Really, in the grand scheme of things do employers really look at high school textbooks when deciding whether or not to relocate their business to a state? Even if they did, would the mere suggestion that perhaps the case for Darwinism is not as airtight as the dogma of the evolutionist priesthood makes it out to be serve as a signal for poor preparation and academic achievement? Those sorts of arguments are unserious and shrill, but all too often unchallenged. Give a company enough tax breaks and other incentives and they will move to your state. You can have the image of Charles Darwin branded on every high school student's forehead and if your business climate stinks, no one is moving there.

I don’t really have a dog in this fight. The public schools are free to do whatever they want. After all, no rational person sends their kid to a secularist government school and expects them to learn anything other than a secularist worldview that runs contrary to Christianity and the Bible. The only reasons I bring this up for comment are to remind parents that you cannot think that your kids in public schools are getting an education that is God-honoring and indeed what they are getting denies Christ and His Word, and also that your kids really aren’t getting much of an education at all when you look at how narrowly they define what knowledge is or is not approved and how much political and dogmatic agendas play into what your kids are learning.
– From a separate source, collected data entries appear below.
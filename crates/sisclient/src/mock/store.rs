//! In-memory relational store backing the mock backend.
//!
//! All collections live behind one mutex; operations lock only for the
//! duration of the read or write, and simulated latency happens outside the
//! lock. Stores are plain values so tests can instantiate isolated ones.

use crate::models::*;
use serde::Serialize;
use serde_json::Value;
use std::sync::Mutex;

/// Every collection emulated by the mock service.
#[derive(Debug, Default)]
pub struct MockData {
    pub users: Vec<User>,
    pub departments: Vec<Department>,
    pub programs: Vec<Program>,
    pub courses: Vec<Course>,
    pub terms: Vec<Term>,
    pub offerings: Vec<CourseOffering>,
    pub enrollments: Vec<Enrollment>,
    pub attendance: Vec<AttendanceRecord>,
    pub grade_components: Vec<GradeComponent>,
    pub grades: Vec<Grade>,
}

impl MockData {
    pub fn department(&self, id: i64) -> Option<&Department> {
        self.departments.iter().find(|d| d.id == id)
    }

    /// Re-embeds the user's department from current store state.
    pub fn resolved_user(&self, user: &User) -> User {
        let mut user = user.clone();
        if let Some(dept) = &user.department {
            if let Some(current) = self.department(dept.id) {
                user.department = Some(current.clone());
            }
        }
        user
    }

    /// Re-embeds the course's department from current store state.
    pub fn resolved_course(&self, course: &Course) -> Course {
        let mut course = course.clone();
        let dept_id = course.department_id.or(course.department.as_ref().map(|d| d.id));
        if let Some(id) = dept_id {
            if let Some(current) = self.department(id) {
                course.department = Some(current.clone());
                course.department_id = Some(id);
            }
        }
        course
    }
}

/// Thread-safe wrapper handed to the mock backend.
pub struct MockStore {
    data: Mutex<MockData>,
}

impl MockStore {
    /// A store with no records at all.
    pub fn empty() -> Self {
        Self {
            data: Mutex::new(MockData::default()),
        }
    }

    /// A store populated with the development seed data.
    pub fn seeded() -> Self {
        Self {
            data: Mutex::new(super::seed::seed_data()),
        }
    }

    /// Runs `f` with exclusive access to the collections.
    pub(crate) fn with<R>(&self, f: impl FnOnce(&mut MockData) -> R) -> R {
        let mut data = self.data.lock().expect("mock store lock poisoned");
        f(&mut data)
    }
}

/// Assigns the next record id: `max(existing) + 1`, or 1 when empty.
pub(crate) fn next_id(ids: impl Iterator<Item = i64>) -> i64 {
    ids.max().map_or(1, |max| max + 1)
}

/// Wraps `items` in a page envelope when the caller asked for pagination,
/// otherwise returns the list unchanged.
pub(crate) fn paginate<T>(items: Vec<T>, params: &ListParams) -> Listing<T> {
    if params.page.is_none() && params.page_size.is_none() {
        return Listing::Plain(items);
    }
    let count = items.len();
    let page = params.page.unwrap_or(1).max(1) as usize;
    let page_size = params
        .page_size
        .map(|s| s as usize)
        .unwrap_or_else(|| count.max(1));
    let results = items
        .into_iter()
        .skip((page - 1) * page_size)
        .take(page_size)
        .collect();
    Listing::Paged(Page {
        results,
        count,
        page,
        page_size,
    })
}

/// Case-insensitive substring search over an allow-list of fields.
///
/// Field names may be dotted paths into nested objects; missing or
/// non-string values never match. An empty term keeps every item.
pub(crate) fn search_filter<T: Serialize>(
    items: Vec<T>,
    fields: &[&str],
    term: Option<&str>,
) -> Vec<T> {
    let Some(term) = term.filter(|t| !t.is_empty()) else {
        return items;
    };
    let lowered = term.to_lowercase();
    items
        .into_iter()
        .filter(|item| {
            let Ok(value) = serde_json::to_value(item) else {
                return false;
            };
            fields.iter().any(|field| {
                value_at_path(&value, field)
                    .and_then(Value::as_str)
                    .is_some_and(|text| text.to_lowercase().contains(&lowered))
            })
        })
        .collect()
}

/// Walks a dotted path (`personal_info.first_name`) into a JSON value.
fn value_at_path<'a>(root: &'a Value, path: &str) -> Option<&'a Value> {
    path.split('.').try_fold(root, |value, key| value.get(key))
}

#[cfg(test)]
mod tests {
    use super::*;
    use serde_json::json;

    #[test]
    fn next_id_is_monotonic_over_sparse_ids() {
        assert_eq!(next_id([4i64, 10].into_iter()), 11);
        assert_eq!(next_id(std::iter::empty()), 1);
    }

    #[test]
    fn paginate_without_params_returns_plain_list() {
        let items: Vec<i64> = (1..=10).collect();
        let listing = paginate(items.clone(), &ListParams::default());
        match listing {
            Listing::Plain(plain) => assert_eq!(plain, items),
            Listing::Paged(_) => panic!("expected plain list without page params"),
        }
    }

    #[test]
    fn paginate_slices_the_requested_page() {
        let items: Vec<i64> = (1..=10).collect();
        let listing = paginate(items, &ListParams::paged(2, 3));
        match listing {
            Listing::Paged(page) => {
                assert_eq!(page.results, vec![4, 5, 6]);
                assert_eq!(page.count, 10);
                assert_eq!(page.page, 2);
                assert_eq!(page.page_size, 3);
            }
            Listing::Plain(_) => panic!("expected paged shape"),
        }
    }

    #[test]
    fn paginate_with_only_page_size_defaults_to_first_page() {
        let items: Vec<i64> = (1..=5).collect();
        let listing = paginate(
            items,
            &ListParams {
                page_size: Some(2),
                ..ListParams::default()
            },
        );
        match listing {
            Listing::Paged(page) => assert_eq!(page.results, vec![1, 2]),
            Listing::Plain(_) => panic!("expected paged shape"),
        }
    }

    #[test]
    fn search_matches_dotted_paths_case_insensitively() {
        let items = vec![
            json!({ "username": "admin", "personal_info": { "first_name": "Amina" } }),
            json!({ "username": "student", "personal_info": { "first_name": "Layla" } }),
            json!({ "username": "nameless", "personal_info": {} }),
        ];
        let hits = search_filter(
            items,
            &["username", "personal_info.first_name"],
            Some("LAY"),
        );
        assert_eq!(hits.len(), 1);
        assert_eq!(hits[0]["username"], "student");
    }

    #[test]
    fn search_ignores_non_string_values() {
        let items = vec![json!({ "id": 42 })];
        assert!(search_filter(items, &["id"], Some("42")).is_empty());
    }
}
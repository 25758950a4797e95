//! Resource-oriented API surface.
//!
//! One module per backend resource family. Each API struct is a thin
//! dispatcher over the selected [`Backend`](crate::backend::Backend); the
//! calling code never observes which backend served a request apart from
//! documented mock conventions (simulated latency, seeded data).

macro_rules! dispatch {
    ($self:expr, $method:ident ( $($arg:expr),* )) => {
        match $self.backend.as_ref() {
            $crate::backend::Backend::Mock(backend) => backend.$method($($arg),*).await,
            $crate::backend::Backend::Http(backend) => backend.$method($($arg),*).await,
        }
    };
}

mod academic;
mod attendance;
mod auth;
mod departments;
mod enrollment;
mod grading;
mod users;

pub use academic::AcademicApi;
pub use attendance::AttendanceApi;
pub use auth::AuthApi;
pub use departments::DepartmentsApi;
pub use enrollment::EnrollmentApi;
pub use grading::GradingApi;
pub use users::UsersApi;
Text books, curriculum, teacher training, education programs at colleges, teachers unions all have an agenda and not much of it is supportive of the Christian worldview. There is a definite and intentional agenda defined by a secular worldview that drives what kids are learning in public schools and parents who choose to send their kids off to those schools need to get their collective heads out of the sand and realize not only what your kids are not getting (i.e. a Christian worldview education) but also what they are getting (i.e. an education that has as its core a denial of the basic truths of Christianity). There is no such thing as a value neutral educational choice, where and how your kids are educated may be one the most important decisions that a Christian parent makes. You and your kids will have to deal with the aftermath of that decision, one way or the other.